- Country of origin: United Kingdom
- Official website: Official site

= Honest Jon's =

British record label and shop

Honest Jon's is a British independent record shop based on Portobello Road in Ladbroke Grove, London, operating since 1974. The shop is owned and run by Mark Ainley and Alan Scholefield, who took over from one of the original proprietors, "Honest" Jon Clare. Their record label of the same name is run in conjunction with Damon Albarn, who has been quoted as saying: "I don't really like the term world music. Wherever it comes from, it's all just music, isn't it? Hopefully that's what Honest Jon's is about – to open a few minds to what's out there."

The shop sells a multitude of genres of music on vinyl and CD, specializing in jazz, blues, reggae, dance, soul, folk and outernational. It runs a mail-order business.

Formed in 2002, the label has released compilation albums such as its London Is the Place for Me series, excavating the music of young Black London, in the years after World War II ("a fascinating archive of material from the 1950s and 1960s, chronicling a time when diasporic rhythms were more or less the sole preserve of the small communities responsible for bringing them to these shores"); also collections of British folk, Port-of-Spain soca, Afro-Cuban jazz from the Bronx, Jamaican dancehall; and retrospectives of artists including Moondog, Maki Asakawa, Bettye Swann and Cedric "Im" Brooks & The Light of Saba. The label has released original music by Candi Staton, Actress, T++, Hypnotic Brass Ensemble, Mark Ernestus, Trembling Bells, The Good, the Bad & the Queen, Simone White, Shackleton, Michael Hurley, Terry Hall, DJ Sotofett, and the Moritz Von Oswald Trio, Vladislav Delay Quartet, Insanlar & Ricardo Villalobos, Kassem Mosse, Pinch, Don't DJ, Tribe of Colin and many more. It recorded the chaabi orchestra of Abdel Hadi Halo on location in Algiers; Lobi Traore and Kokanko Sata Doumbia in Bamako; and Tony Allen in Lagos.

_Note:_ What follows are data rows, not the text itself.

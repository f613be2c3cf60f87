use chrono::{DateTime, Utc};
use serde::Serialize;

use progress_core::Catalog;
use progress_core::model::{LearnerId, LearnerRecord, ModuleId, QuizResult, percentage};

/// Per-module row of a learner's progress, in catalog order.
#[derive(Debug, Clone, PartialEq, Serialize)]
#[serde(rename_all = "camelCase")]
pub struct ModuleProgress {
    pub module_id: ModuleId,
    pub title: String,
    pub has_quiz: bool,
    pub completed: bool,
    pub quiz: Option<QuizResult>,
}

/// Aggregated view of a learner's progress, useful for UI.
#[derive(Debug, Clone, PartialEq, Serialize)]
#[serde(rename_all = "camelCase")]
pub struct ProgressSummary {
    pub learner: LearnerId,
    pub completed_count: usize,
    pub total_learnable: usize,
    pub completion_percentage: f64,
    pub modules: Vec<ModuleProgress>,
    /// `None` when nothing has been stored for this learner yet.
    pub last_accessed: Option<DateTime<Utc>>,
}

impl ProgressSummary {
    /// Project a stored record (or its absence) onto the catalog's learnable modules.
    ///
    /// Completed modules the catalog does not list as learnable are not counted.
    #[must_use]
    pub fn build(catalog: &Catalog, learner: &LearnerId, record: Option<&LearnerRecord>) -> Self {
        let modules: Vec<ModuleProgress> = catalog
            .learnable()
            .map(|entry| ModuleProgress {
                module_id: entry.id().clone(),
                title: entry.title().to_owned(),
                has_quiz: entry.has_quiz(),
                completed: record.is_some_and(|r| r.is_completed(entry.id())),
                quiz: record.and_then(|r| r.quiz_result(entry.id()).cloned()),
            })
            .collect();

        let completed_count = modules.iter().filter(|m| m.completed).count();
        let total_learnable = catalog.learnable_count();

        Self {
            learner: learner.clone(),
            completed_count,
            total_learnable,
            completion_percentage: percentage(
                u32::try_from(completed_count).unwrap_or(u32::MAX),
                u32::try_from(total_learnable).unwrap_or(u32::MAX),
            ),
            modules,
            last_accessed: record.map(LearnerRecord::last_accessed),
        }
    }

    #[must_use]
    pub fn is_complete(&self) -> bool {
        self.total_learnable > 0 && self.completed_count == self.total_learnable
    }
}
use progress_core::model::{LearnerId, ModuleId, QuizResult};
use sqlx::Row;

use crate::repository::StorageError;

pub(crate) fn ser<E: core::fmt::Display>(e: E) -> StorageError {
    StorageError::Serialization(e.to_string())
}

pub(crate) fn conn<E: core::fmt::Display>(e: E) -> StorageError {
    StorageError::Connection(e.to_string())
}

pub(crate) fn learner_id_from_str(raw: String) -> Result<LearnerId, StorageError> {
    LearnerId::new(raw).map_err(ser)
}

pub(crate) fn module_id_from_row(row: &sqlx::sqlite::SqliteRow) -> Result<ModuleId, StorageError> {
    let raw: String = row.try_get("module_id").map_err(ser)?;
    ModuleId::new(raw).map_err(ser)
}

/// Rebuilds a quiz result from its stored score and total.
///
/// `percentage` and `passed` columns are informational; they are re-derived here so a
/// stale row can never disagree with the scoring rules.
pub(crate) fn map_quiz_row(
    row: &sqlx::sqlite::SqliteRow,
) -> Result<(ModuleId, QuizResult), StorageError> {
    let module = module_id_from_row(row)?;
    let score: i64 = row.try_get("score").map_err(ser)?;
    let total: i64 = row.try_get("total").map_err(ser)?;
    let taken_at = row.try_get("taken_at").map_err(ser)?;
    let result = QuizResult::new(score, total, taken_at).map_err(ser)?;
    Ok((module, result))
}
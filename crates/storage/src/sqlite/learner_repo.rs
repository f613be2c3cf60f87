use async_trait::async_trait;
use chrono::{DateTime, Utc};
use progress_core::model::{LearnerId, LearnerRecord, ModuleId, QuizResult};
use sqlx::Row;
use std::collections::{BTreeMap, BTreeSet};

use super::SqliteRepository;
use super::mapping::{conn, learner_id_from_str, map_quiz_row, module_id_from_row, ser};
use crate::repository::{LearnerRecordRepository, StorageError};

#[async_trait]
impl LearnerRecordRepository for SqliteRepository {
    async fn get_record(&self, id: &LearnerId) -> Result<Option<LearnerRecord>, StorageError> {
        let pool = self.pool().await?;
        // One read transaction so the three selects see the same snapshot.
        let mut tx = pool.begin().await.map_err(conn)?;

        let row = sqlx::query("SELECT id, last_accessed FROM learners WHERE id = ?1")
            .bind(id.as_str())
            .fetch_optional(&mut *tx)
            .await
            .map_err(conn)?;

        let Some(row) = row else {
            return Ok(None);
        };

        let stored_id = learner_id_from_str(row.try_get("id").map_err(ser)?)?;
        let last_accessed: DateTime<Utc> = row.try_get("last_accessed").map_err(ser)?;

        let completed: BTreeSet<ModuleId> = sqlx::query(
            r"
            SELECT module_id
            FROM completed_modules
            WHERE learner_id = ?1
            ",
        )
        .bind(id.as_str())
        .fetch_all(&mut *tx)
        .await
        .map_err(conn)?
        .iter()
        .map(module_id_from_row)
        .collect::<Result<_, _>>()?;

        let scores: BTreeMap<ModuleId, QuizResult> = sqlx::query(
            r"
            SELECT module_id, score, total, taken_at
            FROM quiz_scores
            WHERE learner_id = ?1
            ",
        )
        .bind(id.as_str())
        .fetch_all(&mut *tx)
        .await
        .map_err(conn)?
        .iter()
        .map(map_quiz_row)
        .collect::<Result<_, _>>()?;

        tx.commit().await.map_err(conn)?;

        LearnerRecord::from_persisted(stored_id, completed, scores, last_accessed)
            .map(Some)
            .map_err(ser)
    }

    async fn put_record(&self, record: &LearnerRecord) -> Result<(), StorageError> {
        let pool = self.pool().await?;
        let learner_id = record.id().as_str();
        let mut tx = pool.begin().await.map_err(conn)?;

        sqlx::query(
            r"
            INSERT INTO learners (id, last_accessed)
            VALUES (?1, ?2)
            ON CONFLICT(id) DO UPDATE SET
                last_accessed = excluded.last_accessed
            ",
        )
        .bind(learner_id)
        .bind(record.last_accessed())
        .execute(&mut *tx)
        .await
        .map_err(conn)?;

        sqlx::query("DELETE FROM completed_modules WHERE learner_id = ?1")
            .bind(learner_id)
            .execute(&mut *tx)
            .await
            .map_err(conn)?;

        sqlx::query("DELETE FROM quiz_scores WHERE learner_id = ?1")
            .bind(learner_id)
            .execute(&mut *tx)
            .await
            .map_err(conn)?;

        for module in record.completed_modules() {
            sqlx::query(
                r"
                INSERT INTO completed_modules (learner_id, module_id)
                VALUES (?1, ?2)
                ",
            )
            .bind(learner_id)
            .bind(module.as_str())
            .execute(&mut *tx)
            .await
            .map_err(conn)?;
        }

        for (module, result) in record.quiz_scores() {
            sqlx::query(
                r"
                INSERT INTO quiz_scores (
                    learner_id, module_id, score, total, percentage, passed, taken_at
                )
                VALUES (?1, ?2, ?3, ?4, ?5, ?6, ?7)
                ",
            )
            .bind(learner_id)
            .bind(module.as_str())
            .bind(i64::from(result.score()))
            .bind(i64::from(result.total()))
            .bind(result.percentage())
            .bind(result.passed())
            .bind(result.taken_at())
            .execute(&mut *tx)
            .await
            .map_err(conn)?;
        }

        tx.commit().await.map_err(conn)?;
        Ok(())
    }
}
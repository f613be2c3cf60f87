use std::sync::Arc;
use std::time::Duration;

use progress_core::Catalog;
use progress_core::model::{LearnerId, LearnerRecord, ModuleId, QuizResult};
use storage::repository::LearnerRecordRepository;

use crate::Clock;
use crate::error::ProgressError;
use crate::locks::LearnerLocks;
use crate::summary::ProgressSummary;
use crate::timeout::{DEFAULT_STORAGE_TIMEOUT, bounded};

//
// ─── SERVICE ───────────────────────────────────────────────────────────────────
//

/// Records module completions and quiz scores for learners.
///
/// Each mutating call reads the learner's record, applies one pure transformation from
/// `LearnerRecord`, and writes the whole record back while holding that learner's lock,
/// so back-to-back calls for the same learner cannot lose each other's updates.
#[derive(Clone)]
pub struct ProgressService {
    clock: Clock,
    records: Arc<dyn LearnerRecordRepository>,
    catalog: Arc<Catalog>,
    locks: Arc<LearnerLocks>,
    storage_timeout: Duration,
}

impl ProgressService {
    #[must_use]
    pub fn new(
        clock: Clock,
        records: Arc<dyn LearnerRecordRepository>,
        catalog: Arc<Catalog>,
    ) -> Self {
        Self {
            clock,
            records,
            catalog,
            locks: Arc::new(LearnerLocks::default()),
            storage_timeout: DEFAULT_STORAGE_TIMEOUT,
        }
    }

    /// Override how long a single storage call may take.
    #[must_use]
    pub fn with_storage_timeout(mut self, limit: Duration) -> Self {
        self.storage_timeout = limit;
        self
    }

    #[must_use]
    pub fn catalog(&self) -> &Catalog {
        &self.catalog
    }

    /// Mark `module` as completed for `learner`.
    ///
    /// Completing an already completed module is a no-op: nothing is written and
    /// `last_accessed` keeps its previous value.
    ///
    /// # Errors
    ///
    /// Returns `ProgressError::NotAuthenticated` if `learner` is blank.
    /// Returns `ProgressError::InvalidModule` if `module` is blank.
    /// Returns `ProgressError::Storage` if the record cannot be read or written.
    pub async fn mark_module_completed(
        &self,
        learner: &str,
        module: &str,
    ) -> Result<LearnerRecord, ProgressError> {
        let id = learner_id(learner)?;
        let module = ModuleId::new(module)?;

        let _guard = self.locks.lock(&id).await;
        let now = self.clock.now();
        let mut record = self.load_or_default(&id, now).await?;

        if !record.mark_completed(module.clone(), now) {
            tracing::debug!(learner = %id, module = %module, "module already completed");
            return Ok(record);
        }

        self.store(&record).await?;
        tracing::info!(learner = %id, module = %module, "module marked completed");
        Ok(record)
    }

    /// Grade a quiz attempt and store it as the latest result for `module`.
    ///
    /// A passing attempt (`score >= ceil(total * 0.7)`) also completes the module.
    ///
    /// # Errors
    ///
    /// Returns `ProgressError::NotAuthenticated` if `learner` is blank.
    /// Returns `ProgressError::InvalidModule` if `module` is blank.
    /// Returns `ProgressError::InvalidScore` if `total <= 0`, `score < 0` or `score > total`.
    /// Returns `ProgressError::Storage` if the record cannot be read or written.
    pub async fn record_quiz_score(
        &self,
        learner: &str,
        module: &str,
        score: i64,
        total: i64,
    ) -> Result<LearnerRecord, ProgressError> {
        let id = learner_id(learner)?;
        let module = ModuleId::new(module)?;
        let result = QuizResult::new(score, total, self.clock.now())?;

        let _guard = self.locks.lock(&id).await;
        let now = self.clock.now();
        let mut record = self.load_or_default(&id, now).await?;

        let passed = result.passed();
        let percentage = result.percentage();
        record.record_quiz(module.clone(), result, now);

        self.store(&record).await?;
        tracing::info!(
            learner = %id,
            module = %module,
            score,
            total,
            percentage,
            passed,
            "quiz score recorded"
        );
        Ok(record)
    }

    /// Clear all completions and quiz results for `learner`.
    ///
    /// Irreversible; callers confirm with the user first.
    ///
    /// # Errors
    ///
    /// Returns `ProgressError::NotAuthenticated` if `learner` is blank.
    /// Returns `ProgressError::Storage` if the record cannot be read or written.
    pub async fn reset_progress(&self, learner: &str) -> Result<LearnerRecord, ProgressError> {
        let id = learner_id(learner)?;

        let _guard = self.locks.lock(&id).await;
        let now = self.clock.now();
        let mut record = self.load_or_default(&id, now).await?;
        record.reset(now);

        self.store(&record).await?;
        tracing::info!(learner = %id, "progress reset");
        Ok(record)
    }

    /// Read-only projection of `learner`'s progress over the catalog.
    ///
    /// A learner with no stored record gets an all-empty summary; nothing is written.
    ///
    /// # Errors
    ///
    /// Returns `ProgressError::NotAuthenticated` if `learner` is blank.
    /// Returns `ProgressError::Storage` if the record cannot be read.
    pub async fn get_summary(&self, learner: &str) -> Result<ProgressSummary, ProgressError> {
        let id = learner_id(learner)?;
        let record = self.fetch(&id).await?;
        let summary = ProgressSummary::build(&self.catalog, &id, record.as_ref());
        tracing::debug!(
            learner = %id,
            completed = summary.completed_count,
            all_complete = summary.is_complete(),
            "summary built"
        );
        Ok(summary)
    }

    /// Current record for `learner`, or an unsaved empty one if none exists.
    ///
    /// # Errors
    ///
    /// Returns `ProgressError::NotAuthenticated` if `learner` is blank.
    /// Returns `ProgressError::Storage` if the record cannot be read.
    pub async fn get_record(&self, learner: &str) -> Result<LearnerRecord, ProgressError> {
        let id = learner_id(learner)?;
        let now = self.clock.now();
        self.load_or_default(&id, now).await
    }

    /// Whether `learner` has completed `module`.
    ///
    /// # Errors
    ///
    /// Returns `ProgressError::NotAuthenticated` if `learner` is blank.
    /// Returns `ProgressError::InvalidModule` if `module` is blank.
    /// Returns `ProgressError::Storage` if the record cannot be read.
    pub async fn is_module_completed(
        &self,
        learner: &str,
        module: &str,
    ) -> Result<bool, ProgressError> {
        let id = learner_id(learner)?;
        let module = ModuleId::new(module)?;
        let record = self.fetch(&id).await?;
        Ok(record.is_some_and(|r| r.is_completed(&module)))
    }

    async fn fetch(&self, id: &LearnerId) -> Result<Option<LearnerRecord>, ProgressError> {
        let record = bounded(self.storage_timeout, "get", self.records.get_record(id)).await?;
        Ok(record)
    }

    async fn load_or_default(
        &self,
        id: &LearnerId,
        now: chrono::DateTime<chrono::Utc>,
    ) -> Result<LearnerRecord, ProgressError> {
        Ok(self
            .fetch(id)
            .await?
            .unwrap_or_else(|| LearnerRecord::new(id.clone(), now)))
    }

    async fn store(&self, record: &LearnerRecord) -> Result<(), ProgressError> {
        bounded(self.storage_timeout, "put", self.records.put_record(record)).await?;
        Ok(())
    }
}

/// The learner id is the only identity the hub has; a blank one means nobody signed in.
fn learner_id(raw: &str) -> Result<LearnerId, ProgressError> {
    LearnerId::new(raw).map_err(|_| ProgressError::NotAuthenticated)
}

//
// ─── TESTS ─────────────────────────────────────────────────────────────────────
//

#[cfg(test)]
mod tests {
    use super::*;
    use chrono::Duration as ChronoDuration;
    use progress_core::model::QuizError;
    use progress_core::time::fixed_now;
    use storage::repository::InMemoryRepository;

    fn service(repo: &InMemoryRepository, clock: Clock) -> ProgressService {
        ProgressService::new(clock, Arc::new(repo.clone()), Arc::new(Catalog::builtin()))
    }

    #[tokio::test]
    async fn blank_learner_is_not_authenticated() {
        let repo = InMemoryRepository::new();
        let svc = service(&repo, Clock::fixed(fixed_now()));

        assert!(matches!(
            svc.mark_module_completed("", "hashing").await,
            Err(ProgressError::NotAuthenticated)
        ));
        assert!(matches!(
            svc.record_quiz_score("  ", "hashing", 1, 2).await,
            Err(ProgressError::NotAuthenticated)
        ));
        assert!(matches!(
            svc.reset_progress("").await,
            Err(ProgressError::NotAuthenticated)
        ));
        assert!(matches!(
            svc.get_summary("").await,
            Err(ProgressError::NotAuthenticated)
        ));
    }

    #[tokio::test]
    async fn invalid_scores_write_nothing() {
        let repo = InMemoryRepository::new();
        let svc = service(&repo, Clock::fixed(fixed_now()));

        let err = svc.record_quiz_score("abc123", "hashing", 6, 5).await;
        assert!(matches!(
            err,
            Err(ProgressError::InvalidScore(QuizError::ScoreExceedsTotal { .. }))
        ));
        let err = svc.record_quiz_score("abc123", "hashing", -1, 5).await;
        assert!(matches!(
            err,
            Err(ProgressError::InvalidScore(QuizError::NegativeScore { .. }))
        ));
        let err = svc.record_quiz_score("abc123", "hashing", 0, 0).await;
        assert!(matches!(
            err,
            Err(ProgressError::InvalidScore(QuizError::NonPositiveTotal { .. }))
        ));

        let stored = repo
            .get_record(&LearnerId::new("abc123").unwrap())
            .await
            .unwrap();
        assert!(stored.is_none());
    }

    #[tokio::test]
    async fn completion_no_op_keeps_timestamp() {
        let repo = InMemoryRepository::new();
        let start = Clock::fixed(fixed_now());

        let first = service(&repo, start)
            .mark_module_completed("abc123", "encryption")
            .await
            .unwrap();

        let later = start.advanced(ChronoDuration::minutes(10));
        let second = service(&repo, later)
            .mark_module_completed("abc123", "encryption")
            .await
            .unwrap();

        assert_eq!(first, second);
        assert_eq!(second.last_accessed(), fixed_now());
    }

    #[tokio::test]
    async fn blank_module_is_rejected() {
        let repo = InMemoryRepository::new();
        let svc = service(&repo, Clock::fixed(fixed_now()));
        assert!(matches!(
            svc.mark_module_completed("abc123", "").await,
            Err(ProgressError::InvalidModule(_))
        ));
    }
}
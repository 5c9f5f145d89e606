//! Resolution of strided slicing intervals over the dimensions of N-dimensional arrays.
//!
//! An [`Interval`][`interval::Interval`] declares an inclusive or exclusive end and a stride.
//! Resolving it against the size of a dimension normalizes negative (end-relative) bounds and
//! derives the number of selected positions, producing the offset, end, length, and stride
//! needed to build a view without copying data.
//!
//! ```
//! use ndinterval::prelude::*;
//!
//! let shape = [4usize, 10];
//! let interval = Interval::new(false, 3).unwrap();
//! let resolved = interval.resolve_to_end(&shape, -8, 1).unwrap();
//! assert_eq!((resolved.offset(), resolved.end(), resolved.len()), (2, 10, 3));
//! ```
//!
//! The [`index`] module exposes the same resolution through the [`NdIndex`][`index::NdIndex`]
//! contract shared by all kinds of per-dimension indices.

#![cfg_attr(docsrs, feature(doc_cfg))]
#![deny(
    clippy::cast_lossless,
    clippy::checked_conversions,
    clippy::cloned_instead_of_copied,
    clippy::explicit_into_iter_loop,
    clippy::filter_map_next,
    clippy::flat_map_option,
    clippy::from_iter_instead_of_collect,
    clippy::if_not_else,
    clippy::manual_ok_or,
    clippy::map_unwrap_or,
    clippy::match_same_arms,
    clippy::redundant_closure_for_method_calls,
    clippy::redundant_else,
    clippy::unreadable_literal,
    clippy::unused_self
)]
#![no_std]

extern crate alloc;
#[cfg(test)]
extern crate std;

mod serde;

pub mod error;
pub mod index;
pub mod interval;

pub mod prelude {
    pub use crate::error::{IntervalError, StrideError};
    pub use crate::index::{IndexKind, IntervalIndex, NdIndex};
    pub use crate::interval::{Deferred, Interval, Resolved};
    pub use crate::Shaped;
}

use alloc::vec::Vec;

/// An array with a known shape.
///
/// Resolution only reads the size of one dimension. The whole shape is reported in errors.
pub trait Shaped {
    fn shape(&self) -> &[usize];

    /// Gets the size of `dimension` or `None` if the array has no such dimension.
    ///
    /// # Panics
    ///
    /// Panics if the size cannot be represented as an `i64`.
    fn size(&self, dimension: usize) -> Option<i64> {
        self.shape().get(dimension).map(|&size| {
            i64::try_from(size).unwrap_or_else(|_| self::panic_size_overflow())
        })
    }
}

impl Shaped for [usize] {
    fn shape(&self) -> &[usize] {
        self
    }
}

impl<const N: usize> Shaped for [usize; N] {
    fn shape(&self) -> &[usize] {
        self
    }
}

impl Shaped for Vec<usize> {
    fn shape(&self) -> &[usize] {
        self
    }
}

#[cold]
const fn panic_size_overflow() -> ! {
    panic!("overflow in dimension size")
}

#[cfg(test)]
mod tests {
    use alloc::vec;
    use rstest::rstest;

    use crate::Shaped;

    #[rstest]
    #[case::first(0, Some(2))]
    #[case::last(2, Some(7))]
    #[case::out_of_rank(3, None)]
    fn size_of_dimension_then_eq(#[case] dimension: usize, #[case] expected: Option<i64>) {
        let shape = vec![2usize, 4, 7];
        assert_eq!(shape.size(dimension), expected);
        assert_eq!(shape.as_slice().size(dimension), expected);
    }

    #[test]
    fn empty_shape_then_no_dimensions() {
        let shape: [usize; 0] = [];
        assert_eq!(shape.size(0), None);
    }
}
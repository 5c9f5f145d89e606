//! Per-dimension indices consumed by view construction.
//!
//! Every kind of index (point, interval, all, new axis) exposes the same capabilities through
//! [`NdIndex`], so that the routine combining indices across dimensions can treat them
//! uniformly and dispatch on [`IndexKind`] rather than on concrete types. This module provides
//! the interval kind, [`IntervalIndex`].

use core::fmt::{self, Display, Formatter};
use core::hash::{Hash, Hasher};
use core::mem;

use crate::error::IntervalError;
use crate::interval::{self, Deferred, Interval, Resolved};
use crate::Shaped;

#[derive(Clone, Copy, Debug, Eq, Hash, PartialEq)]
pub enum IndexKind {
    Point,
    Interval,
    All,
    NewAxis,
}

pub trait NdIndex {
    /// The outcome of initialization when a bound cannot be resolved yet.
    type Deferred;

    /// Gets the kind of index, which determines how views are composed from it.
    fn kind(&self) -> IndexKind;

    fn is_interval(&self) -> bool {
        self.kind() == IndexKind::Interval
    }

    /// Gets the first position selected along the dimension.
    fn offset(&self) -> i64;

    /// Gets the bound at which selection along the dimension ends.
    ///
    /// Whether this position is itself selected depends on the kind of index.
    fn end(&self) -> i64;

    /// Gets the number of positions selected along the dimension.
    fn len(&self) -> i64;

    fn is_empty(&self) -> bool {
        self.len() == 0
    }

    /// Gets the step between selected positions.
    fn stride(&self) -> i64;

    /// Swaps the offset and end, reversing the direction of traversal.
    ///
    /// The length is not recomputed.
    fn reverse(&mut self);

    /// Returns `true` if the index has been initialized and its bounds are non-negative.
    ///
    /// An index that is not initialized must not be used to construct a view.
    fn is_initialized(&self) -> bool;

    /// Initializes from `begin` to the end of `dimension` in `array`.
    ///
    /// # Errors
    ///
    /// Returns an error if the index does not fit within the dimension. Initialization is
    /// aborted and the index is left as it was.
    ///
    /// # Panics
    ///
    /// Panics if the length or a bound overflows an `i64`.
    fn init_from<A>(&mut self, array: &A, begin: i64, dimension: usize) -> Result<(), IntervalError>
    where
        A: Shaped + ?Sized;

    /// Initializes over the whole of `dimension` in `array`.
    ///
    /// # Errors
    ///
    /// See [`NdIndex::init_from`].
    fn init_all<A>(&mut self, array: &A, dimension: usize) -> Result<(), IntervalError>
    where
        A: Shaped + ?Sized,
    {
        self.init_from(array, 0, dimension)
    }

    /// Initializes from `begin` to `end` in a dimension of size `max`.
    ///
    /// Negative bounds count from `max`. The cursor and length are always derived from the
    /// normalized bounds.
    ///
    /// # Errors
    ///
    /// Returns [`NdIndex::Deferred`] if a bound remains negative after normalizing against
    /// `max`.
    ///
    /// # Panics
    ///
    /// Panics if the length or a bound overflows an `i64`.
    fn init_with_max(&mut self, begin: i64, end: i64, max: i64) -> Result<(), Self::Deferred>;

    /// Initializes from `begin` to `end` without the size of the dimension.
    ///
    /// # Errors
    ///
    /// Returns [`NdIndex::Deferred`] if a bound is negative. The bounds are retained and
    /// initialization should be attempted again once the size of the dimension is known.
    ///
    /// # Panics
    ///
    /// Panics if the length overflows an `i64`.
    fn init(&mut self, begin: i64, end: i64) -> Result<(), Self::Deferred>;

    /// Copies the index, including its state of initialization.
    fn dup(&self) -> Self
    where
        Self: Sized;
}

/// An interval over one dimension with a one-time transition from pending to initialized.
///
/// Prefer [`Interval`] and [`Resolved`] where the state of resolution can be tracked in types.
/// This form retains the bounds of a deferred initialization, so [`is_initialized`] is
/// conditioned on both the transition and non-negative bounds.
///
/// [`is_initialized`]: NdIndex::is_initialized
#[derive(Clone, Copy, Debug)]
pub struct IntervalIndex {
    interval: Interval,
    begin: i64,
    end: i64,
    cursor: i64,
    len: i64,
    initialized: bool,
}

impl IntervalIndex {
    pub const fn new(interval: Interval) -> Self {
        IntervalIndex {
            interval,
            begin: 0,
            end: 0,
            cursor: 0,
            len: 0,
            initialized: false,
        }
    }

    pub fn interval(&self) -> Interval {
        self.interval
    }

    pub fn is_inclusive(&self) -> bool {
        self.interval.is_inclusive()
    }

    pub fn cursor(&self) -> i64 {
        self.cursor
    }

    pub fn resolved(&self) -> Option<Resolved> {
        self.is_initialized().then(|| {
            Resolved::unchecked(self.interval, self.begin, self.end, self.cursor, self.len)
        })
    }

    fn assign(&mut self, resolved: Resolved) {
        (self.begin, self.end) = resolved.bounds();
        self.cursor = resolved.cursor();
        self.len = resolved.len();
        self.initialized = true;
    }

    fn retain(&mut self, deferred: Deferred) -> Deferred {
        (self.begin, self.end) = deferred.bounds();
        deferred
    }
}

impl Display for IntervalIndex {
    fn fmt(&self, formatter: &mut Formatter<'_>) -> fmt::Result {
        interval::fmt_interval(formatter, self.interval, self.begin, self.end)
    }
}

impl Eq for IntervalIndex {}

impl From<Interval> for IntervalIndex {
    fn from(interval: Interval) -> Self {
        IntervalIndex::new(interval)
    }
}

impl From<Resolved> for IntervalIndex {
    fn from(resolved: Resolved) -> Self {
        let mut index = IntervalIndex::new(resolved.interval());
        index.assign(resolved);
        index
    }
}

impl Hash for IntervalIndex {
    fn hash<H>(&self, state: &mut H)
    where
        H: Hasher,
    {
        interval::hash_interval(state, self.interval, self.begin, self.end, self.cursor);
    }
}

impl NdIndex for IntervalIndex {
    type Deferred = Deferred;

    fn kind(&self) -> IndexKind {
        IndexKind::Interval
    }

    fn offset(&self) -> i64 {
        self.begin
    }

    fn end(&self) -> i64 {
        self.end
    }

    fn len(&self) -> i64 {
        self.len
    }

    fn stride(&self) -> i64 {
        self.interval.stride()
    }

    fn reverse(&mut self) {
        mem::swap(&mut self.begin, &mut self.end);
    }

    fn is_initialized(&self) -> bool {
        self.initialized && self.begin >= 0 && self.end >= 0
    }

    fn init_from<A>(&mut self, array: &A, begin: i64, dimension: usize) -> Result<(), IntervalError>
    where
        A: Shaped + ?Sized,
    {
        let resolved = self.interval.resolve_to_end(array, begin, dimension)?;
        self.assign(resolved);
        Ok(())
    }

    fn init_with_max(&mut self, begin: i64, end: i64, max: i64) -> Result<(), Deferred> {
        match self.interval.resolve_with_max(begin, end, max) {
            Ok(resolved) => {
                self.assign(resolved);
                Ok(())
            },
            Err(deferred) => {
                // Derived state follows the normalized bounds, negative or not.
                let (begin, end) = deferred.bounds();
                self.cursor = begin;
                self.len = interval::count(
                    begin,
                    self.interval.end_inclusive(end),
                    self.interval.stride(),
                );
                self.initialized = true;
                Err(self.retain(deferred))
            },
        }
    }

    fn init(&mut self, begin: i64, end: i64) -> Result<(), Deferred> {
        match self.interval.resolve(begin, end) {
            Ok(resolved) => {
                self.assign(resolved);
                Ok(())
            },
            Err(deferred) => Err(self.retain(deferred)),
        }
    }

    fn dup(&self) -> Self {
        *self
    }
}

impl PartialEq for IntervalIndex {
    fn eq(&self, other: &Self) -> bool {
        self.interval == other.interval
            && self.begin == other.begin
            && self.end == other.end
            && self.cursor == other.cursor
    }
}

In 2008, Honest Jon's began a run of compilations of early recordings – mostly drawn from the EMI Archive in Hayes, Hillingdon – stretching back to the start of the twentieth century, covering all corners of the world: from the break-up of the Ottoman Empire more than a hundred years ago, to 1950s Beirut, to late-1920s Baghdad, to 1930s East Africa.